Silvio Almeida é amplamente conhecido por sua sólida formação acadêmica e por sua luta contra o racismo estrutural e as desigualdades. Nesse contexto, o pensamento de Paulo Freire, em sua obra Pedagogia do Oprimido, oferece uma chave para refletir sobre esse paradoxo. Como já referido acima, Freire argumenta que “quando a educação não é libertadora, o sonho do oprimido é se tornar opressor”, sugerindo que, sem uma transformação profunda de consciência, os indivíduos oprimidos podem, ao ascender ao poder, reproduzir as mesmas dinâmicas de opressão.

Esse pensamento leva à reflexão sobre a natureza da educação recebida por Almeida. Teria ele, apesar de sua notável formação acadêmica e compromisso com as causas sociais, internalizado as estruturas de poder que criticava, a ponto de reproduzir comportamentos opressores ao alcançar posições de poder? Comprovadas as acusações, estar-se-ia diante de um exemplo prático da tese freiriana, muito embora não seja razoável, podendo até mesmo soar cínico, usar esse argumento como tese de defesa de alguém que por sua formação jamais poderia ter praticado os atos que se lhe imputam.

No entanto, é crucial lembrar que acusações graves como essas precisam ser investigadas com rigor e imparcialidade.

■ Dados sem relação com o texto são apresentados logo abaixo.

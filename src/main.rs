// src/main.rs

use std::sync::Arc;
use std::time::Duration;

use exam_backend::config::Config;
use exam_backend::platform::{
    College, Course, LogAuditSink, LogNotifier, MemoryDirectory, PgDirectory, Student,
};
use exam_backend::routes;
use exam_backend::state::AppState;
use exam_backend::store::{MemoryExamStore, PgExamStore};
use sqlx::PgPool;
use sqlx::postgres::PgPoolOptions;
use tracing_subscriber::{EnvFilter, fmt, layer::SubscriberExt, util::SubscriberInitExt};

#[tokio::main]
async fn main() {
    // Load configuration from environment (.env included)
    let config = Config::from_env();

    let file_appender = tracing_appender::rolling::daily("logs", "app.log");
    let (non_blocking, _guard) = tracing_appender::non_blocking(file_appender);
    let env_filter = EnvFilter::new(&config.rust_log);
    let stdout_layer = fmt::layer().with_writer(std::io::stdout).with_target(false);
    let file_layer = fmt::layer().with_writer(non_blocking).with_ansi(false);

    // Initialize Tracing (Logging)
    tracing_subscriber::registry()
        .with(env_filter)
        .with(stdout_layer)
        .with(file_layer)
        .init();

    let state = match &config.database_url {
        Some(url) => {
            let pool = connect_with_retry(url).await;
            tracing::info!("Database connected...");

            tracing::info!("Running migrations...");
            sqlx::migrate!("./migrations")
                .run(&pool)
                .await
                .expect("Failed to run database migrations");
            tracing::info!("Migrations applied successfully.");

            if config.seed_demo {
                if let Err(e) = seed_demo_master_data(&pool).await {
                    tracing::error!("Failed to seed demo data: {:?}", e);
                }
            }

            AppState {
                store: Arc::new(PgExamStore::new(pool.clone())),
                directory: Arc::new(PgDirectory::new(pool)),
                audit: Arc::new(LogAuditSink),
                notifier: Arc::new(LogNotifier),
                config: config.clone(),
            }
        }
        None => {
            tracing::warn!("DATABASE_URL is not set; running on the in-memory store");
            let directory = MemoryDirectory::new();
            if config.seed_demo {
                seed_demo_directory(&directory);
            }
            AppState {
                store: Arc::new(MemoryExamStore::new()),
                directory: Arc::new(directory),
                audit: Arc::new(LogAuditSink),
                notifier: Arc::new(LogNotifier),
                config: config.clone(),
            }
        }
    };

    // Create the Axum application router
    let app = routes::create_router(state);

    tracing::info!("Listening on {}", config.bind_addr);
    let listener = tokio::net::TcpListener::bind(&config.bind_addr)
        .await
        .expect("Failed to bind listen address");

    // Start the server
    axum::serve(listener, app).await.unwrap();
}

async fn connect_with_retry(url: &str) -> PgPool {
    let mut retry_count = 0;
    loop {
        match PgPoolOptions::new()
            .max_connections(5)
            .acquire_timeout(Duration::from_secs(3))
            .connect(url)
            .await
        {
            Ok(pool) => break pool,
            Err(e) => {
                retry_count += 1;
                if retry_count > 5 {
                    panic!("Failed to connect to database after 5 retries: {}", e);
                }
                tracing::warn!(
                    "Database not ready, retrying in 2s... (Attempt {})",
                    retry_count
                );
                tokio::time::sleep(Duration::from_secs(2)).await;
            }
        }
    }
}

/// Master-data rows for local demos. The exam service never writes these
/// tables otherwise; they belong to the platform.
async fn seed_demo_master_data(pool: &PgPool) -> Result<(), sqlx::Error> {
    sqlx::query(
        "INSERT INTO colleges (id, name) VALUES (1, 'Demo Institute of Technology') \
         ON CONFLICT (id) DO NOTHING",
    )
    .execute(pool)
    .await?;
    sqlx::query(
        "INSERT INTO courses (id, college_id, code, title) \
         VALUES (1, 1, 'CS101', 'Introduction to Computer Science') \
         ON CONFLICT (id) DO NOTHING",
    )
    .execute(pool)
    .await?;
    for (id, name, roll) in [
        (1_i64, "Asha Verma", "2025-CS-001"),
        (2, "Rohan Iyer", "2025-CS-002"),
        (3, "Meera Pillai", "2025-CS-003"),
    ] {
        sqlx::query(
            "INSERT INTO students (id, college_id, name, roll_number) \
             VALUES ($1, 1, $2, $3) ON CONFLICT (id) DO NOTHING",
        )
        .bind(id)
        .bind(name)
        .bind(roll)
        .execute(pool)
        .await?;
    }
    tracing::info!("Demo master data seeded.");
    Ok(())
}

fn seed_demo_directory(directory: &MemoryDirectory) {
    directory.add_college(College {
        id: 1,
        name: "Demo Institute of Technology".to_string(),
    });
    directory.add_course(Course {
        id: 1,
        college_id: 1,
        code: "CS101".to_string(),
        title: "Introduction to Computer Science".to_string(),
    });
    for (id, name, roll) in [
        (1_i64, "Asha Verma", "2025-CS-001"),
        (2, "Rohan Iyer", "2025-CS-002"),
        (3, "Meera Pillai", "2025-CS-003"),
    ] {
        directory.add_student(Student {
            id,
            college_id: 1,
            name: name.to_string(),
            roll_number: roll.to_string(),
        });
    }
    tracing::info!("Demo directory seeded.");
}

As denúncias, se verdadeiras, exigem uma análise profunda, não apenas sobre a responsabilidade individual, mas também sobre como o poder pode corromper até mesmo aqueles que se apresentam como pessoas comprometidas com a justiça social.

Esse caso pode se tornar emblemático – no sentido reforçar a importância de uma autovigilância constante sobre as condutas das pessoas que ocupam o poder – e a necessidade de se manter um comportamento ético coerente com as ideias defendidas, algo amplamente incentivado pela filosofia clássica, pois de nada vale uma prática dissociada da prédica, especialmente quando se trata de pessoas que desempenham funções públicas.

 

(*) O autor é advogado e Procurador do Estado do Amazonas aposentado.